Development of an intelligent and autonomous slurry production process
3 years (01.01.2020-31.12.2023)
Funding: 503.000 € (TUBS)
Total Project Volume: 1.243.301,64 €
Institute for Particle Technology (iPAT), TU Braunschweig
Institute of Mechanical Process Engineering and Mechanics (MVM), Karlsruhe Institute of Technology (KIT)
Institute of Production Science (wbk), Karlsruhe Institute of Technology (KIT)
The use of an extruder in the industrial mass production of battery cells is a recent innovation. It allows for a continuous dispersion of battery slurries, as opposed to the previous method of dry batch-wise premixing and downstream mixing tank before conveying to the coating line. One of the benefits of using an extrusion line is the superior scalability. Additionally, the use of inline measurement technology enables the integration of digital twins and thus a process control strategy for high-level automation and process monitoring. The goal is to optimize productivity by achieving high overall equipment effectiveness even when dealing with fluctuating order situations and product variance, while also maximizing raw material utilization.
The InZePro cluster is focused on reducing costs by developing and improving automation strategies for a smart battery cell production. As the first process step the mixing of the battery slurries has a major impact on both electrode and cell performance. For this reason automating the mixing process is important to ensure well performing cells and improve the resource efficiency through product monitoring.
The goal of this project is to enhance the current mixing method by incorporating new technology that enables autonomous, continuous production.
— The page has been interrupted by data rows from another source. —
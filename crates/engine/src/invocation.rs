//! Per-node invocation: typed slots in, one `query` call, typed slots out.

use std::sync::Arc;

use runway_api::ApiError;
use runway_types::{QUERY_FIELD_NAME, SemanticType, SlotValue};
use thiserror::Error;
use tracing::debug;

use crate::codec::{CodecError, decode_outputs, encode_inputs};
use crate::descriptor::ModelDescriptor;
use crate::slot::{Rejection, Slot};

/// What a call to [`InvocationEngine::update`] did.
#[derive(Clone, Copy, Debug, Eq, PartialEq)]
pub enum UpdateOutcome {
    /// No inputs, or the `Query` trigger is off. Nothing was sent.
    Idle,
    /// The model answered with no value; outputs were left alone.
    Skipped,
    /// Every output slot holds the model's latest answer.
    Updated,
}

#[derive(Debug, Error)]
pub enum InvocationError {
    #[error(transparent)]
    Api(#[from] ApiError),

    #[error(transparent)]
    Codec(#[from] CodecError),

    #[error("slot '{slot}' holds {expected} values, got {found}")]
    TypeMismatch {
        slot: String,
        expected: SemanticType,
        found: SemanticType,
    },

    #[error("vector slot '{slot}' holds {expected} values, got {found}")]
    LengthMismatch { slot: String, expected: usize, found: usize },

    #[error("no slot named '{0}'")]
    UnknownSlot(String),
}

/// The live state of one model node in a dataflow graph.
///
/// Slot order, count and types are fixed at construction from the
/// descriptor's schema. The last input is always the `Query` trigger.
#[derive(Debug)]
pub struct InvocationEngine {
    descriptor: Arc<ModelDescriptor>,
    inputs: Vec<Slot>,
    outputs: Vec<Slot>,
}

impl InvocationEngine {
    /// Resolve the descriptor if needed and seed slots with field defaults.
    ///
    /// An unresolved or inactive model yields an engine with no slots.
    pub fn new(descriptor: Arc<ModelDescriptor>) -> Self {
        descriptor.resolve();
        let (inputs, outputs) = match descriptor.schema() {
            Some(schema) => (
                schema.inputs().iter().map(Slot::from_field).collect(),
                schema.outputs().iter().map(Slot::from_field).collect(),
            ),
            None => (Vec::new(), Vec::new()),
        };
        Self {
            descriptor,
            inputs,
            outputs,
        }
    }

    pub fn descriptor(&self) -> &Arc<ModelDescriptor> {
        &self.descriptor
    }

    pub fn inputs(&self) -> &[Slot] {
        &self.inputs
    }

    pub fn outputs(&self) -> &[Slot] {
        &self.outputs
    }

    /// Look up an input by wire name or display name.
    pub fn input(&self, name: &str) -> Option<&Slot> {
        self.inputs.iter().find(|slot| slot.matches(name))
    }

    pub fn output(&self, name: &str) -> Option<&Slot> {
        self.outputs.iter().find(|slot| slot.matches(name))
    }

    /// Assign an input by wire name or display name.
    pub fn set_input(&mut self, name: &str, value: SlotValue) -> Result<(), InvocationError> {
        let slot = self
            .inputs
            .iter_mut()
            .find(|slot| slot.matches(name))
            .ok_or_else(|| InvocationError::UnknownSlot(name.to_string()))?;
        assign(slot, value)
    }

    pub fn set_input_at(&mut self, index: usize, value: SlotValue) -> Result<(), InvocationError> {
        let slot = self
            .inputs
            .get_mut(index)
            .ok_or_else(|| InvocationError::UnknownSlot(format!("#{index}")))?;
        assign(slot, value)
    }

    /// Switch the trailing `Query` trigger.
    pub fn set_query(&mut self, enabled: bool) -> Result<(), InvocationError> {
        let slot = self
            .inputs
            .last_mut()
            .ok_or_else(|| InvocationError::UnknownSlot(QUERY_FIELD_NAME.to_string()))?;
        assign(slot, SlotValue::Boolean(enabled))
    }

    pub fn query_enabled(&self) -> bool {
        self.inputs.last().and_then(|slot| slot.value().as_bool()) == Some(true)
    }

    /// Run one evaluation tick.
    ///
    /// While `Query` is on, every tick sends a fresh request; there is no
    /// edge detection. Any failure leaves every output untouched.
    pub fn update(&mut self) -> Result<UpdateOutcome, InvocationError> {
        let Some((trigger, fields)) = self.inputs.split_last() else {
            return Ok(UpdateOutcome::Idle);
        };
        if trigger.value().as_bool() != Some(true) {
            return Ok(UpdateOutcome::Idle);
        }

        let payload = encode_inputs(fields)?;
        debug!(model = %self.descriptor.full_identifier(), fields = fields.len(), "querying model");
        let response = self.descriptor.transport().query(&payload)?;

        let Some(values) = decode_outputs(&self.outputs, &response)? else {
            debug!(model = %self.descriptor.full_identifier(), "model returned no value");
            return Ok(UpdateOutcome::Skipped);
        };
        for (slot, value) in self.outputs.iter().zip(&values) {
            slot.check(value).map_err(|rejection| rejected(slot, rejection))?;
        }
        for (slot, value) in self.outputs.iter_mut().zip(values) {
            assign(slot, value)?;
        }
        Ok(UpdateOutcome::Updated)
    }
}

fn assign(slot: &mut Slot, value: SlotValue) -> Result<(), InvocationError> {
    slot.replace(value).map_err(|rejection| rejected(&*slot, rejection))
}

fn rejected(slot: &Slot, rejection: Rejection) -> InvocationError {
    let name = slot.original_name().to_string();
    match rejection {
        Rejection::WrongType(found) => InvocationError::TypeMismatch {
            slot: name,
            expected: slot.semantic_type(),
            found,
        },
        Rejection::WrongLength { expected, found } => InvocationError::LengthMismatch {
            slot: name,
            expected,
            found,
        },
    }
}

#[cfg(test)]
mod tests {
    use super::*;
    use crate::descriptor::tests::{FakeTransport, not_found};
    use runway_registry::ModelEntry;
    use runway_types::Rect;
    use serde_json::json;

    fn engine_for(info: serde_json::Value) -> (InvocationEngine, Arc<FakeTransport>) {
        let transport = FakeTransport::new(vec![Ok(info)]);
        let entry = ModelEntry::local("detector", "http://localhost:8000");
        let descriptor = Arc::new(ModelDescriptor::with_transport(&entry, transport.clone()));
        (InvocationEngine::new(descriptor), transport)
    }

    fn detector_info() -> serde_json::Value {
        json!({
            "inputs": [
                {"name": "label", "type": "text", "default": "face"},
                {"name": "threshold", "type": "number", "step": "0.1", "default": "0.5"}
            ],
            "outputs": [
                {"name": "boxes", "type": "array", "itemType": {"type": "image_bounding_box"}},
                {"name": "count", "type": "number", "step": 1}
            ]
        })
    }

    #[test]
    fn slots_are_seeded_from_defaults() {
        let (engine, _) = engine_for(detector_info());
        let names: Vec<_> = engine.inputs().iter().map(Slot::original_name).collect();
        assert_eq!(names, vec!["label", "threshold", "Query"]);
        assert_eq!(engine.input("Threshold").map(Slot::value), Some(&SlotValue::Real(0.5)));
        assert_eq!(engine.output("count").map(Slot::value), Some(&SlotValue::Integer(0)));
        assert!(!engine.query_enabled());
    }

    #[test]
    fn query_off_means_no_call_and_no_change() {
        let (mut engine, transport) = engine_for(detector_info());
        transport.push_response(Ok(json!({"boxes": [[1, 2, 3, 4]], "count": 1})));
        let before = engine.outputs().to_vec();

        assert_eq!(engine.update().expect("idle"), UpdateOutcome::Idle);
        assert_eq!(transport.query_count(), 0);
        assert_eq!(engine.outputs(), before.as_slice());
    }

    #[test]
    fn query_on_sends_inputs_and_writes_outputs() {
        let (mut engine, transport) = engine_for(detector_info());
        transport.push_response(Ok(json!({"boxes": [[10, 20, 30, 40]], "count": 1})));
        engine.set_input("label", SlotValue::Text("42".into())).expect("text input");
        engine.set_query(true).expect("query slot");

        assert_eq!(engine.update().expect("updated"), UpdateOutcome::Updated);

        let payloads = transport.payloads.lock().expect("payloads");
        assert_eq!(payloads[0].to_string(), r#"{"label":"42","threshold":0.5}"#);
        assert_eq!(
            engine.output("boxes").map(Slot::value),
            Some(&SlotValue::RectList(vec![Rect::new(10.0, 20.0, 20.0, 20.0)]))
        );
        assert_eq!(engine.output("count").map(Slot::value), Some(&SlotValue::Integer(1)));
    }

    #[test]
    fn sustained_trigger_queries_every_tick() {
        let (mut engine, transport) = engine_for(detector_info());
        engine.set_query(true).expect("query slot");
        transport.push_response(Ok(json!({"boxes": [], "count": 0})));
        transport.push_response(Ok(json!({"boxes": [], "count": 2})));

        engine.update().expect("first tick");
        engine.update().expect("second tick");
        assert_eq!(transport.query_count(), 2);
        assert_eq!(engine.output("count").map(Slot::value), Some(&SlotValue::Integer(2)));
    }

    #[test]
    fn failures_leave_outputs_untouched() {
        let (mut engine, transport) = engine_for(detector_info());
        engine.set_query(true).expect("query slot");
        transport.push_response(Ok(json!({"boxes": [[1, 2, 3, 4]]})));
        transport.push_response(Err(not_found()));
        let before = engine.outputs().to_vec();

        let error = engine.update().expect_err("count missing");
        assert!(matches!(error, InvocationError::Codec(CodecError::MissingField { .. })));
        let error = engine.update().expect_err("remote failure");
        assert!(matches!(error, InvocationError::Api(_)));
        assert_eq!(engine.outputs(), before.as_slice());
    }

    #[test]
    fn null_response_is_skipped() {
        let (mut engine, transport) = engine_for(detector_info());
        engine.set_query(true).expect("query slot");
        transport.push_response(Ok(serde_json::Value::Null));
        assert_eq!(engine.update().expect("skipped"), UpdateOutcome::Skipped);
    }

    #[test]
    fn slot_types_never_change() {
        let (mut engine, _) = engine_for(detector_info());
        let error = engine.set_input("threshold", SlotValue::Text("high".into())).expect_err("wrong type");
        assert!(matches!(
            error,
            InvocationError::TypeMismatch {
                expected: SemanticType::Real,
                found: SemanticType::Text,
                ..
            }
        ));
        assert!(matches!(
            engine.set_input("missing", SlotValue::Integer(1)),
            Err(InvocationError::UnknownSlot(_))
        ));
        engine.set_input_at(1, SlotValue::Real(0.9)).expect("by index");
        assert_eq!(engine.input("threshold").map(Slot::value), Some(&SlotValue::Real(0.9)));
    }

    #[test]
    fn inactive_models_have_no_slots() {
        let transport = FakeTransport::new(vec![Err(not_found())]);
        let entry = ModelEntry::hosted("runway/gone", "https://gone.example.com", "tok3n");
        let descriptor = Arc::new(ModelDescriptor::with_transport(&entry, transport.clone()));
        let mut engine = InvocationEngine::new(descriptor);

        assert!(engine.inputs().is_empty());
        assert!(engine.set_query(true).is_err());
        assert_eq!(engine.update().expect("idle"), UpdateOutcome::Idle);
        assert_eq!(transport.query_count(), 0);
        assert!(engine.descriptor().is_not_found());
    }

    fn embedding_info() -> serde_json::Value {
        json!({
            "inputs": [{"name": "z", "type": "vector", "length": 4}],
            "outputs": [
                {"name": "caption", "type": "text"},
                {"name": "embedding", "type": "vector", "length": 2}
            ]
        })
    }

    #[test]
    fn vector_inputs_hold_their_declared_length() {
        let (mut engine, transport) = engine_for(embedding_info());
        let error = engine.set_input("z", SlotValue::Vector(vec![1.0])).expect_err("too short");
        assert!(matches!(
            error,
            InvocationError::LengthMismatch {
                expected: 4,
                found: 1,
                ..
            }
        ));

        engine.set_query(true).expect("query slot");
        transport.push_response(Ok(json!({"caption": "", "embedding": [0.0, 0.0]})));
        engine.update().expect("default vector is sent");
        let payloads = transport.payloads.lock().expect("payloads");
        assert_eq!(payloads[0], json!({"z": [0.0, 0.0, 0.0, 0.0]}));
    }

    #[test]
    fn wrong_length_vector_outputs_write_nothing() {
        let (mut engine, transport) = engine_for(embedding_info());
        engine.set_query(true).expect("query slot");
        transport.push_response(Ok(json!({"caption": "changed", "embedding": [1.0, 2.0, 3.0]})));

        let error = engine.update().expect_err("length mismatch");
        assert!(matches!(error, InvocationError::LengthMismatch { expected: 2, found: 3, .. }));
        assert_eq!(engine.output("caption").map(Slot::value), Some(&SlotValue::Text(String::new())));
        assert_eq!(engine.output("embedding").map(Slot::value), Some(&SlotValue::Vector(vec![0.0, 0.0])));
    }
}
This is achieved by integrating dry mixing and dispersion techniques in a multi-chamber system, and by directly feeding the coating line. A digital twin is used to control and monitor the process, allowing for adaptability to varying order volumes and product variations. AI models and grey-box methods are employed to develop strategies for controlling the process and coping with disturbances and uncertainties. By combining process engineering experiments with artificial intelligence methods, it is possible to achieve process control based on digital twins, as well as process optimization and predictive maintenance via process control. The ultimate goal is to integrate a model-predictive control system that guarantees constant paste quality while taking uncertainties and secondary conditions into account. However, the material properties are difficult to represent directly in terms of measurement technology. Therefore, indirectly measurable quantities such as flow behavior, concentrations, and particle size distribution are measured. Machine learning methods can then be used to derive relationships that represent a correlation to the important parameters.